American music journalist (1950–2007)

Thomas Gerald Terrell (July 16, 1950 – November 29, 2007) was an American music journalist, photographer, deejay, promoter, and NPR music reviewer. Born Thomas Gerald Terrell, and later known as Scooter, King Pleasure, and Tom T., he was a lifelong musicologist who recognized talent and trends long before they became popular, and, until his death from prostate cancer, worked to promote new acts in jazz, funk, rock, hip-hop, and world music.

==Early years==

Born in Summit, New Jersey, Terrell was the only son of Zoma and Thomas C. Terrell. He and his three sisters grew up in the Vauxhall section of Union Township, Union County, New Jersey, and he was educated in the Union Public School District. From an early age he exhibited a facility for music, art, reading and writing, traits that would define his life. A radio station kid, Terrell was mentored in his teens at WNJR by the late Sonny Taylor (an early black radio pioneer), and again later at WMMJ, Washington, D.C.

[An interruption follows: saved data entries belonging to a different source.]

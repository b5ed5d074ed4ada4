use std::{fmt::Display, str::FromStr};

use chrono::{DateTime, SubsecRound, Utc};
use relay_common::Cents;
use serde::{Deserialize, Serialize};
use thiserror::Error;

//--------------------------------------     ProcessorId     ---------------------------------------------------------
#[derive(Debug, Clone, Copy, PartialEq, Eq, Hash, Serialize, Deserialize)]
#[serde(rename_all = "lowercase")]
pub enum ProcessorId {
    Default,
    Fallback,
}

impl ProcessorId {
    pub fn as_str(&self) -> &'static str {
        match self {
            Self::Default => "default",
            Self::Fallback => "fallback",
        }
    }

    pub fn other(&self) -> Self {
        match self {
            Self::Default => Self::Fallback,
            Self::Fallback => Self::Default,
        }
    }
}

impl Display for ProcessorId {
    fn fmt(&self, f: &mut std::fmt::Formatter<'_>) -> std::fmt::Result {
        f.write_str(self.as_str())
    }
}

#[derive(Debug, Clone, Error)]
#[error("Unknown payment processor: {0}")]
pub struct UnknownProcessor(pub String);

impl FromStr for ProcessorId {
    type Err = UnknownProcessor;

    fn from_str(s: &str) -> Result<Self, Self::Err> {
        match s {
            "default" => Ok(Self::Default),
            "fallback" => Ok(Self::Fallback),
            _ => Err(UnknownProcessor(s.to_string())),
        }
    }
}

//--------------------------------------     PaymentTask     ---------------------------------------------------------
/// A payment that has been accepted from a client but not yet settled.
///
/// Tasks are immutable once created. `requested_at` is truncated to millisecond precision, which is the precision used
/// on the wire and in storage, so a task reads back from the queue exactly as it went in.
#[derive(Debug, Clone, PartialEq, Eq, Serialize, Deserialize)]
pub struct PaymentTask {
    pub correlation_id: String,
    pub amount: Cents,
    pub requested_at: DateTime<Utc>,
}

impl PaymentTask {
    pub fn new<S: Into<String>>(correlation_id: S, amount: Cents, requested_at: DateTime<Utc>) -> Self {
        Self { correlation_id: correlation_id.into(), amount, requested_at: requested_at.trunc_subsecs(3) }
    }

    /// Creates a task stamped with the current time.
    pub fn now<S: Into<String>>(correlation_id: S, amount: Cents) -> Self {
        Self::new(correlation_id, amount, Utc::now())
    }
}

impl From<&PaymentTask> for processor_client::PaymentRequest {
    fn from(task: &PaymentTask) -> Self {
        Self { correlation_id: task.correlation_id.clone(), amount: task.amount, requested_at: task.requested_at }
    }
}

//--------------------------------------  SettledTransaction  --------------------------------------------------------
#[derive(Debug, Clone, PartialEq, Eq, Serialize, Deserialize)]
pub struct SettledTransaction {
    pub correlation_id: String,
    pub amount: Cents,
    pub requested_at: DateTime<Utc>,
    pub processor: ProcessorId,
}

impl SettledTransaction {
    pub fn new(task: &PaymentTask, processor: ProcessorId) -> Self {
        Self {
            correlation_id: task.correlation_id.clone(),
            amount: task.amount,
            requested_at: task.requested_at,
            processor,
        }
    }
}

#[derive(Debug, Clone, Copy, PartialEq, Eq)]
pub enum RecordResult {
    Inserted,
    /// A transaction with the same correlation id was already in the ledger. Nothing was written.
    AlreadyRecorded,
}

//--------------------------------------         Job         ---------------------------------------------------------
/// A unit of work in the task queue.
#[derive(Debug, Clone, PartialEq, Eq)]
pub enum Job {
    /// The payment still has to be delivered to a processor.
    Payment(PaymentTask),
    /// `processor` has accepted the payment, but it has not been written to the ledger yet.
    Settle { task: PaymentTask, processor: ProcessorId },
}

impl Job {
    pub fn task(&self) -> &PaymentTask {
        match self {
            Self::Payment(task) => task,
            Self::Settle { task, .. } => task,
        }
    }

    pub fn kind(&self) -> &'static str {
        match self {
            Self::Payment(_) => "payment",
            Self::Settle { .. } => "settle",
        }
    }
}

/// Identifies the queue slot a dequeued job came from. Workers use it to acknowledge or requeue that slot.
#[derive(Debug, Clone, Copy, PartialEq, Eq, Hash, PartialOrd, Ord)]
pub struct Receipt(pub i64);

impl Display for Receipt {
    fn fmt(&self, f: &mut std::fmt::Formatter<'_>) -> std::fmt::Result {
        write!(f, "#{}", self.0)
    }
}

#[derive(Debug, Clone, PartialEq, Eq)]
pub struct QueuedJob {
    pub receipt: Receipt,
    pub job: Job,
}

//--------------------------------------       Summary       ---------------------------------------------------------
#[derive(Debug, Clone, Copy, Default, PartialEq, Eq, Serialize, Deserialize)]
#[serde(rename_all = "camelCase")]
pub struct ProcessorTotals {
    pub total_requests: u64,
    pub total_amount: Cents,
}

impl ProcessorTotals {
    pub fn add(&mut self, amount: Cents) {
        self.total_requests += 1;
        self.total_amount += amount;
    }
}

#[derive(Debug, Clone, Copy, Default, PartialEq, Eq, Serialize, Deserialize)]
pub struct PaymentsSummary {
    pub default: ProcessorTotals,
    pub fallback: ProcessorTotals,
}

impl PaymentsSummary {
    pub fn totals_mut(&mut self, processor: ProcessorId) -> &mut ProcessorTotals {
        match processor {
            ProcessorId::Default => &mut self.default,
            ProcessorId::Fallback => &mut self.fallback,
        }
    }

    pub fn total_requests(&self) -> u64 {
        self.default.total_requests + self.fallback.total_requests
    }
}

/// An inclusive `[from, to]` range over `requested_at`.
///
/// Timestamps are stored with millisecond precision, so the bounds are narrowed to whole milliseconds: `from` is
/// rounded up and `to` is rounded down. The window then selects exactly the stored timestamps that fall inside the
/// requested range.
#[derive(Debug, Clone, Copy, PartialEq, Eq)]
pub struct TimeWindow {
    from: DateTime<Utc>,
    to: DateTime<Utc>,
}

#[derive(Debug, Clone, Error)]
#[error("The start of the window ({from}) is after its end ({to})")]
pub struct InvalidTimeWindow {
    pub from: DateTime<Utc>,
    pub to: DateTime<Utc>,
}

impl TimeWindow {
    pub fn new(from: DateTime<Utc>, to: DateTime<Utc>) -> Result<Self, InvalidTimeWindow> {
        if from > to {
            return Err(InvalidTimeWindow { from, to });
        }
        let floor = from.trunc_subsecs(3);
        let from = if floor < from { floor + chrono::Duration::milliseconds(1) } else { floor };
        Ok(Self { from, to: to.trunc_subsecs(3) })
    }

    pub fn from(&self) -> DateTime<Utc> {
        self.from
    }

    pub fn to(&self) -> DateTime<Utc> {
        self.to
    }

    pub fn contains(&self, ts: &DateTime<Utc>) -> bool {
        self.from <= *ts && *ts <= self.to
    }
}
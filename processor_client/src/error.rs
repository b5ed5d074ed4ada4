use thiserror::Error;

#[derive(Debug, Error)]
pub enum ProcessorApiError {
    #[error("Could not initialize client: {0}")]
    Initialization(String),
    #[error("Request timed out after {0} ms")]
    Timeout(u128),
    #[error("Invalid REST response: {0}")]
    RestResponseError(String),
    #[error("Could not deserialize JSON: {0}")]
    JsonError(String),
    #[error("Query failed. Error {status}. {message}")]
    QueryError { status: u16, message: String },
}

After graduating from Union High School, Terrell attended college at Howard University in Washington, D.C., in the late 1960s and early 1970s, where he was photographer for the campus newspaper, The Hilltop, and the "Bison" annual, serving as a photo-editor for the 1973 volume. He graduated from Howard in 1972.

==Professional life==
He made his mark as a radio personality and concert promoter, impacting the music scene as a programmer for WHFS and WPFW, and was an early force behind d.c. space, its non-profit offshoot, District Curators Inc., and the 9:30 Club. Blessed with a honey baritone "radio voice" and encyclopedic music knowledge, his pioneering radio shows included "Stolen Moments" on WPFW, and "Sunday Reggae Splashdown" and "Café C'est What" on WHFS. His music journalism was carried in publications including the Unicorn Times, the Washington City Paper, JazzTimes, Vibe, Essence, Emerge, Savoy, JAZZIZ, Trace, The Village Voice, MTV Magazine, Down Beat magazine, and Global Rhythms. From 2005 until his death, Terrell reviewed music for All Things Considered on National Public Radio. During much of the late 70s, he was frequently employed as a roadie for several touring national music acts (including David Bowie). Terrell also spent many years doing promotion work for several record companies.

Terrell was instrumental in masterminding the U.S. premiere of reggae band Steel Pulse on the night of Bob Marley's funeral, which was broadcast live around the world from the 9:30 Club, 930 F Street, N.W., Washington, D.C., on May 21, 1981, and he later served as their manager.

Terrell wrote the liner notes for the six-c.d. Miles Davis On The Corner box set released in October 2007, which received rave reviews.

==Death==
A resident of Washington, D.C., Terrell died at the age of 57 on November 29, 2007, due to prostate cancer at the Community Hospice of Washington.